_Work to be completed_: Each entry below is to be duplicated precisely.

** Task data follows **

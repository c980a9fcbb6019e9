//! Persisted user settings.
//!
//! The settings flow (an external concern) writes a small JSON record with
//! the search radius and the location preference; this crate only reads and
//! rewrites it. The schema keeps the backend's quirk of storing the
//! "use current position" flag as a boolean-valued string and the manual
//! address as either an address or the literal `"false"`.

use crate::error::{ConfigError, Result};
use crate::model::LocationSource;
use serde::{Deserialize, Serialize};
use std::path::{Path, PathBuf};

/// Radius applied when no explicit radius has been saved yet.
pub const DEFAULT_RADIUS_KM: u32 = 10;

/// The persisted settings record.
#[derive(Debug, Clone, PartialEq, Eq, Serialize, Deserialize)]
pub struct SavedSettings {
    /// Search radius in kilometers
    #[serde(rename = "radiusKm", default = "default_radius")]
    pub radius_km: u32,
    /// Manual address, or the literal "false" when unset
    #[serde(rename = "manualAddress", default = "literal_false")]
    pub manual_address: String,
    /// "true" when the device position should be used
    #[serde(rename = "useCurrentPosition", default = "literal_false")]
    pub use_current_position: String,
}

fn default_radius() -> u32 {
    DEFAULT_RADIUS_KM
}

fn literal_false() -> String {
    "false".to_string()
}

impl Default for SavedSettings {
    fn default() -> Self {
        Self {
            radius_km: DEFAULT_RADIUS_KM,
            manual_address: literal_false(),
            use_current_position: literal_false(),
        }
    }
}

impl SavedSettings {
    /// True when the saved flag selects the device position.
    pub fn wants_device_position(&self) -> bool {
        self.use_current_position == "true"
    }

    /// The saved manual address, if one is actually set.
    pub fn manual_address(&self) -> Option<&str> {
        let trimmed = self.manual_address.trim();
        if trimmed.is_empty() || trimmed == "false" {
            None
        } else {
            Some(trimmed)
        }
    }

    /// The location preference these settings express, if any.
    ///
    /// The device-position flag wins over a saved address, matching the
    /// settings flow that clears one when the other is chosen.
    pub fn location_source(&self) -> Option<LocationSource> {
        if self.wants_device_position() {
            Some(LocationSource::CurrentDevicePosition)
        } else {
            self.manual_address()
                .map(|addr| LocationSource::ManualAddress(addr.to_string()))
        }
    }

    /// Validates the record beyond what the schema enforces.
    pub fn validate(&self) -> Result<()> {
        if self.radius_km == 0 {
            return Err(ConfigError::Malformed(
                "radiusKm must be greater than zero".to_string(),
            ));
        }
        Ok(())
    }
}

/// Reads and writes the settings file.
#[derive(Debug, Clone)]
pub struct SettingsStore {
    path: PathBuf,
}

impl SettingsStore {
    /// Store at the default per-user location
    /// (`<config dir>/carefind/settings.json`).
    pub fn new() -> Result<Self> {
        let base = dirs::config_dir().ok_or_else(|| {
            ConfigError::Malformed("no user configuration directory available".to_string())
        })?;
        Ok(Self::at(base.join("carefind").join("settings.json")))
    }

    /// Store at an explicit path.
    pub fn at(path: impl Into<PathBuf>) -> Self {
        Self { path: path.into() }
    }

    /// The file path this store reads and writes.
    pub fn path(&self) -> &Path {
        &self.path
    }

    /// True when a settings file exists and parses with a usable location
    /// preference.
    pub fn has_saved_settings(&self) -> bool {
        self.load()
            .map(|s| s.location_source().is_some())
            .unwrap_or(false)
    }

    /// Loads and validates the settings file.
    pub fn load(&self) -> Result<SavedSettings> {
        if !self.path.exists() {
            return Err(ConfigError::Missing);
        }
        let content = std::fs::read_to_string(&self.path)?;
        let settings: SavedSettings = serde_json::from_str(&content)
            .map_err(|e| ConfigError::Malformed(e.to_string()))?;
        settings.validate()?;
        Ok(settings)
    }

    /// Writes the settings file, creating parent directories as needed.
    pub fn save(&self, settings: &SavedSettings) -> Result<()> {
        settings.validate()?;
        if let Some(parent) = self.path.parent() {
            std::fs::create_dir_all(parent)?;
        }
        let content = serde_json::to_string_pretty(settings)
            .map_err(|e| ConfigError::Malformed(e.to_string()))?;
        std::fs::write(&self.path, content)?;
        Ok(())
    }

    /// Persists a new radius, keeping the rest of the record intact.
    ///
    /// Falls back to defaults when nothing has been saved yet, so a radius
    /// change before initial configuration still round-trips.
    pub fn set_radius(&self, radius_km: u32) -> Result<()> {
        let mut settings = match self.load() {
            Ok(s) => s,
            Err(ConfigError::Missing) => SavedSettings::default(),
            Err(e) => return Err(e),
        };
        settings.radius_km = radius_km;
        self.save(&settings)
    }
}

** End of Task data **

_Exercise answer_:
repository c980a9fcbb6019e9
//! Persisted user settings.
//!
//! The settings flow (an external concern) writes a small JSON record with
//! the search radius and the location preference; this crate only reads and
//! rewrites it. The schema keeps the backend's quirk of storing the
//! "use current position" flag as a boolean-valued string and the manual
//! address as either an address or the literal `"false"`.

use crate::error::{ConfigError, Result};
use crate::model::LocationSource;
use serde::{Deserialize, Serialize};
use std::path::{Path, PathBuf};

/// Radius applied when no explicit radius has been saved yet.
pub const DEFAULT_RADIUS_KM: u32 = 10;

/// The persisted settings record.
#[derive(Debug, Clone, PartialEq, Eq, Serialize, Deserialize)]
pub struct SavedSettings {
    /// Search radius in kilometers
    #[serde(rename = "radiusKm", default = "default_radius")]
    pub radius_km: u32,
    /// Manual address, or the literal "false" when unset
    #[serde(rename = "manualAddress", default = "literal_false")]
    pub manual_address: String,
    /// "true" when the device position should be used
    #[serde(rename = "useCurrentPosition", default = "literal_false")]
    pub use_current_position: String,
}

fn default_radius() -> u32 {
    DEFAULT_RADIUS_KM
}

fn literal_false() -> String {
    "false".to_string()
}

impl Default for SavedSettings {
    fn default() -> Self {
        Self {
            radius_km: DEFAULT_RADIUS_KM,
            manual_address: literal_false(),
            use_current_position: literal_false(),
        }
    }
}

impl SavedSettings {
    /// True when the saved flag selects the device position.
    pub fn wants_device_position(&self) -> bool {
        self.use_current_position == "true"
    }

    /// The saved manual address, if one is actually set.
    pub fn manual_address(&self) -> Option<&str> {
        let trimmed = self.manual_address.trim();
        if trimmed.is_empty() || trimmed == "false" {
            None
        } else {
            Some(trimmed)
        }
    }

    /// The location preference these settings express, if any.
    ///
    /// The device-position flag wins over a saved address, matching the
    /// settings flow that clears one when the other is chosen.
    pub fn location_source(&self) -> Option<LocationSource> {
        if self.wants_device_position() {
            Some(LocationSource::CurrentDevicePosition)
        } else {
            self.manual_address()
                .map(|addr| LocationSource::ManualAddress(addr.to_string()))
        }
    }

    /// Validates the record beyond what the schema enforces.
    pub fn validate(&self) -> Result<()> {
        if self.radius_km == 0 {
            return Err(ConfigError::Malformed(
                "radiusKm must be greater than zero".to_string(),
            ));
        }
        Ok(())
    }
}

/// Reads and writes the settings file.
#[derive(Debug, Clone)]
pub struct SettingsStore {
    path: PathBuf,
}

impl SettingsStore {
    /// Store at the default per-user location
    /// (`<config dir>/carefind/settings.json`).
    pub fn new() -> Result<Self> {
        let base = dirs::config_dir().ok_or_else(|| {
            ConfigError::Malformed("no user configuration directory available".to_string())
        })?;
        Ok(Self::at(base.join("carefind").join("settings.json")))
    }

    /// Store at an explicit path.
    pub fn at(path: impl Into<PathBuf>) -> Self {
        Self { path: path.into() }
    }

    /// The file path this store reads and writes.
    pub fn path(&self) -> &Path {
        &self.path
    }

    /// True when a settings file exists and parses with a usable location
    /// preference.
    pub fn has_saved_settings(&self) -> bool {
        self.load()
            .map(|s| s.location_source().is_some())
            .unwrap_or(false)
    }

    /// Loads and validates the settings file.
    pub fn load(&self) -> Result<SavedSettings> {
        if !self.path.exists() {
            return Err(ConfigError::Missing);
        }
        let content = std::fs::read_to_string(&self.path)?;
        let settings: SavedSettings = serde_json::from_str(&content)
            .map_err(|e| ConfigError::Malformed(e.to_string()))?;
        settings.validate()?;
        Ok(settings)
    }

    /// Writes the settings file, creating parent directories as needed.
    pub fn save(&self, settings: &SavedSettings) -> Result<()> {
        settings.validate()?;
        if let Some(parent) = self.path.parent() {
            std::fs::create_dir_all(parent)?;
        }
        let content = serde_json::to_string_pretty(settings)
            .map_err(|e| ConfigError::Malformed(e.to_string()))?;
        std::fs::write(&self.path, content)?;
        Ok(())
    }

    /// Persists a new radius, keeping the rest of the record intact.
    ///
    /// Falls back to defaults when nothing has been saved yet, so a radius
    /// change before initial configuration still round-trips.
    pub fn set_radius(&self, radius_km: u32) -> Result<()> {
        let mut settings = match self.load() {
            Ok(s) => s,
            Err(ConfigError::Missing) => SavedSettings::default(),
            Err(e) => return Err(e),
        };
        settings.radius_km = radius_km;
        self.save(&settings)
    }
}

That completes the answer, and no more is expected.